Dataset entries:

=-=-=

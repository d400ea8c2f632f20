// A52
// Copyright (c) 2026 The Project A52 Developers.
//
// This Source Code Form is subject to the terms of the Mozilla Public
// License, v. 2.0. If a copy of the MPL was not distributed with this
// file, You can obtain one at https://mozilla.org/MPL/2.0/.

#![warn(rust_2018_idioms)]
#![forbid(unsafe_code)]

//! Core shared types, bit-stream I/O, and DSP building blocks for the A52 decoder.

pub mod audio;
pub mod conv;
pub mod dsp;
pub mod errors;
pub mod io;
pub mod util;
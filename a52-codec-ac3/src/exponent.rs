// A52
// Copyright (c) 2026 The Project A52 Developers.
//
// This Source Code Form is subject to the terms of the Mozilla Public
// License, v. 2.0. If a copy of the MPL was not distributed with this
// file, You can obtain one at https://mozilla.org/MPL/2.0/.

//! Exponent decoding.
//!
//! Exponents are coded differentially in groups of three. Each 7-bit group code selects three
//! deltas in the range -2..=2, and every decoded exponent is replicated over 1, 2, or 4 bins
//! depending on the exponent strategy.

use a52_core::errors::Result;

use crate::audblk::ExponentGroups;
use crate::common::{validate, ExpStrategy};
use crate::tables::{EXPS_1, EXPS_2, EXPS_3};

/// The largest valid exponent.
pub const MAX_EXPONENT: u8 = 24;

fn decode_groups(mut exp: i32, strategy: ExpStrategy, grps: &[u8], out: &mut [u8]) -> Result<()> {
    validate!(strategy != ExpStrategy::Reuse);

    let mut slots = out.chunks_mut(strategy.replication());

    for &code in grps {
        validate!(code <= 124, "ac3: invalid exponent group code");

        let code = usize::from(code);

        for delta in [EXPS_1[code], EXPS_2[code], EXPS_3[code]] {
            exp += i32::from(delta);

            validate!((0..=i32::from(MAX_EXPONENT)).contains(&exp), "ac3: exponent out of range");

            if let Some(slot) = slots.next() {
                slot.fill(exp as u8);
            }
        }
    }

    Ok(())
}

/// Decodes the exponents of a full-bandwidth or low frequency effects channel into `exps`,
/// starting at bin 0. The absolute exponent is the exponent of the first bin.
pub fn unpack_channel(strategy: ExpStrategy, groups: &ExponentGroups, exps: &mut [u8]) -> Result<()> {
    validate!(groups.absexp <= MAX_EXPONENT, "ac3: exponent out of range");

    exps[0] = groups.absexp;

    decode_groups(i32::from(groups.absexp), strategy, groups.groups(), &mut exps[1..])
}

/// Decodes the exponents of the coupling channel into `exps`, starting at bin `cplstrtmant`.
/// The absolute exponent only seeds the differential decoding.
pub fn unpack_coupling(
    strategy: ExpStrategy,
    groups: &ExponentGroups,
    cplstrtmant: usize,
    exps: &mut [u8],
) -> Result<()> {
    decode_groups(
        i32::from(groups.absexp) << 1,
        strategy,
        groups.groups(),
        &mut exps[cplstrtmant..],
    )
}

#[cfg(test)]
mod tests {
    use a52_core::errors::Error;

    use super::*;

    fn groups(absexp: u8, codes: &[u8]) -> ExponentGroups {
        let mut groups = ExponentGroups { absexp, ngrps: codes.len(), ..Default::default() };
        groups.grps[..codes.len()].copy_from_slice(codes);
        groups
    }

    /// Encode three deltas into a group code.
    fn code(d1: i32, d2: i32, d3: i32) -> u8 {
        (25 * (d1 + 2) + 5 * (d2 + 2) + (d3 + 2)) as u8
    }

    #[test]
    fn verify_unpack_d15() {
        let mut exps = [0xff; 8];
        let g = groups(10, &[code(1, -2, 0), code(2, 2, -1)]);

        unpack_channel(ExpStrategy::D15, &g, &mut exps).unwrap();

        assert_eq!(exps, [10, 11, 9, 9, 11, 13, 12, 0xff]);
    }

    #[test]
    fn verify_unpack_d45_replicates() {
        let mut exps = [0xff; 14];
        let g = groups(5, &[code(0, 1, -1)]);

        unpack_channel(ExpStrategy::D45, &g, &mut exps).unwrap();

        assert_eq!(exps[0], 5);
        assert_eq!(&exps[1..13], &[5, 5, 5, 5, 6, 6, 6, 6, 5, 5, 5, 5]);
        assert_eq!(exps[13], 0xff);
    }

    #[test]
    fn verify_unpack_coupling_has_no_leading_slot() {
        let mut exps = [0xff; 12];
        let g = groups(3, &[code(-1, 0, 2)]);

        unpack_coupling(ExpStrategy::D25, &g, 4, &mut exps).unwrap();

        assert_eq!(&exps[..4], &[0xff; 4]);
        assert_eq!(&exps[4..10], &[5, 5, 5, 5, 7, 7]);
    }

    #[test]
    fn verify_invalid_group_code_is_rejected() {
        let mut exps = [0; 8];
        let g = groups(10, &[125]);

        let err = unpack_channel(ExpStrategy::D15, &g, &mut exps).unwrap_err();
        assert!(matches!(err, Error::DecodeError(_)));
    }

    #[test]
    fn verify_exponent_underflow_is_rejected() {
        let mut exps = [0; 8];
        let g = groups(1, &[code(-2, 0, 0)]);

        assert!(unpack_channel(ExpStrategy::D15, &g, &mut exps).is_err());
    }
}
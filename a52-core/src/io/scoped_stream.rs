// A52
// Copyright (c) 2026 The Project A52 Developers.
//
// This Source Code Form is subject to the terms of the Mozilla Public
// License, v. 2.0. If a copy of the MPL was not distributed with this
// file, You can obtain one at https://mozilla.org/MPL/2.0/.

use std::cmp;
use std::io;

use super::{FiniteStream, ReadBytes};

#[inline(always)]
fn out_of_bounds_error<T>() -> io::Result<T> {
    Err(io::Error::new(io::ErrorKind::UnexpectedEof, "read past end of scope"))
}

/// A byte source that refuses to read more than a fixed number of bytes from an inner source.
///
/// Each frame is read through one of these, sized from its sync info, so that a frame carrying
/// bad side information cannot consume bytes belonging to the next frame.
pub struct ScopedStream<B: ReadBytes> {
    inner: B,
    len: u64,
    read: u64,
}

impl<B: ReadBytes> ScopedStream<B> {
    /// Wraps `inner`, allowing at most `len` bytes to be read through it.
    pub fn new(inner: B, len: u64) -> Self {
        ScopedStream { inner, len, read: 0 }
    }

    /// Skips whatever is left of the scope, leaving `inner` positioned just past it.
    pub fn ignore(&mut self) -> io::Result<()> {
        let rest = self.bytes_available();
        self.read = self.len;
        self.inner.ignore_bytes(rest)
    }
}

impl<B: ReadBytes> FiniteStream for ScopedStream<B> {
    fn byte_len(&self) -> u64 {
        self.len
    }

    fn bytes_read(&self) -> u64 {
        self.read
    }

    fn bytes_available(&self) -> u64 {
        self.len - self.read
    }
}

impl<B: ReadBytes> ReadBytes for ScopedStream<B> {
    #[inline(always)]
    fn read_byte(&mut self) -> io::Result<u8> {
        if self.len - self.read < 1 {
            return out_of_bounds_error();
        }

        let byte = self.inner.read_byte()?;
        self.read += 1;
        Ok(byte)
    }

    #[inline(always)]
    fn read_double_bytes(&mut self) -> io::Result<[u8; 2]> {
        if self.len - self.read < 2 {
            return out_of_bounds_error();
        }

        let bytes = self.inner.read_double_bytes()?;
        self.read += 2;
        Ok(bytes)
    }

    fn read_buf(&mut self, buf: &mut [u8]) -> io::Result<usize> {
        let limit = cmp::min(self.len - self.read, buf.len() as u64) as usize;
        let n = self.inner.read_buf(&mut buf[..limit])?;
        self.read += n as u64;
        Ok(n)
    }

    fn ignore_bytes(&mut self, count: u64) -> io::Result<()> {
        if self.len - self.read < count {
            return out_of_bounds_error();
        }

        self.inner.ignore_bytes(count)?;
        self.read += count;
        Ok(())
    }

    #[inline(always)]
    fn pos(&self) -> u64 {
        self.inner.pos()
    }
}
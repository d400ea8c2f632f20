// A52
// Copyright (c) 2026 The Project A52 Developers.
//
// This Source Code Form is subject to the terms of the Mozilla Public
// License, v. 2.0. If a copy of the MPL was not distributed with this
// file, You can obtain one at https://mozilla.org/MPL/2.0/.

//! The `fft` module implements the Fast Fourier Transform (FFT).
//!
//! The complex (I)FFT in this module supports sizes that are a power-of-two between 16 and 128.
//! These are the sizes required by the 256- and 512-sample inverse modified discrete cosine
//! transforms. The transform is a radix-2 decimation-in-time with unrolled 4- and 8-point kernels.

use std::f32::consts::FRAC_1_SQRT_2;

use lazy_static::lazy_static;

use super::complex::Complex;

/// The maximum FFT size.
pub const MAX_SIZE: usize = 1 << 7;

macro_rules! fft_twiddle_table {
    ($bi:expr, $name:ident) => {
        lazy_static! {
            static ref $name: [Complex; (1 << $bi) >> 1] = {
                const N: usize = 1 << $bi;

                let mut table = [Default::default(); N >> 1];

                let theta = std::f64::consts::PI / (N >> 1) as f64;

                for (k, t) in table.iter_mut().enumerate() {
                    *t = Complex::from_angle(-theta * k as f64);
                }

                table
            };
        }
    };
}

fft_twiddle_table!(4, DELTA_16);
fft_twiddle_table!(5, DELTA_32);
fft_twiddle_table!(6, DELTA_64);
fft_twiddle_table!(7, DELTA_128);

fn twiddle_table(n: usize) -> &'static [Complex] {
    match n {
        16 => DELTA_16.as_ref(),
        32 => DELTA_32.as_ref(),
        64 => DELTA_64.as_ref(),
        128 => DELTA_128.as_ref(),
        _ => unreachable!(),
    }
}

/// Fast Fourier Transform.
///
/// The inverse transform is not normalized. An inverse transform of size `N` following a forward
/// transform of the same size scales the input by `N`.
pub struct Fft {
    perm: Box<[u16]>,
}

impl Fft {
    /// Instantiate a `N`-point FFT.
    ///
    /// Panics if `N` is not a power-of-two between 16 and [`MAX_SIZE`].
    pub fn new(n: usize) -> Self {
        assert!(n.is_power_of_two());
        assert!((16..=MAX_SIZE).contains(&n));

        // Calculate the bit reversal table.
        let n = n as u16;
        let shift = n.leading_zeros() + 1;
        let perm = (0..n).map(|i| i.reverse_bits() >> shift).collect();

        Self { perm }
    }

    /// Get the size of the FFT.
    pub fn size(&self) -> usize {
        self.perm.len()
    }

    /// Calculate the FFT in-place.
    pub fn fft_inplace(&self, x: &mut [Complex]) {
        assert_eq!(x.len(), self.size());

        for (i, &j) in self.perm.iter().enumerate() {
            let j = usize::from(j);

            if i < j {
                x.swap(i, j);
            }
        }

        transform(x);
    }

    /// Calculate the unnormalized inverse FFT in-place.
    pub fn ifft_inplace(&self, x: &mut [Complex]) {
        for c in x.iter_mut() {
            *c = c.swap();
        }

        self.fft_inplace(x);

        for c in x.iter_mut() {
            *c = c.swap();
        }
    }
}

fn transform(x: &mut [Complex]) {
    match x.len() {
        4 => fft4(x),
        8 => fft8(x),
        n => {
            let (even, odd) = x.split_at_mut(n >> 1);

            transform(even);
            transform(odd);

            fft_asmb(even, odd, twiddle_table(n));
        }
    }
}

/// Combine the transforms of the even and odd halves of a bit-reversed sequence.
#[inline(always)]
fn fft_asmb(even: &mut [Complex], odd: &mut [Complex], twiddle: &[Complex]) {
    for ((e, o), &w) in even.iter_mut().zip(odd.iter_mut()).zip(twiddle) {
        let p = *e;
        let q = *o * w;

        *e = p + q;
        *o = p - q;
    }
}

#[inline(always)]
fn fft4(x: &mut [Complex]) {
    let a = x[0] + x[1];
    let b = x[0] - x[1];
    let c = x[2] + x[3];
    let d = (x[2] - x[3]).mul_neg_j();

    x[0] = a + c;
    x[1] = b + d;
    x[2] = a - c;
    x[3] = b - d;
}

#[inline(always)]
fn fft8(x: &mut [Complex]) {
    let mut even = [x[0], x[1], x[2], x[3]];
    let mut odd = [x[4], x[5], x[6], x[7]];

    fft4(&mut even);
    fft4(&mut odd);

    // Multiply the odd half by the twiddle factors e^(-j*2*pi*k/8).
    let o1 = odd[1];
    let o3 = odd[3];

    odd[1] = Complex::new(o1.re + o1.im, o1.im - o1.re).scale(FRAC_1_SQRT_2);
    odd[2] = odd[2].mul_neg_j();
    odd[3] = Complex::new(o3.im - o3.re, -(o3.re + o3.im)).scale(FRAC_1_SQRT_2);

    for k in 0..4 {
        x[k] = even[k] + odd[k];
        x[k + 4] = even[k] - odd[k];
    }
}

=-=-=

• **HOW TO COMPLETE THIS TASK**
A single figure is required: the number of lines in the entries above that include the word "between".

• **EXERCISE OUTPUT**
2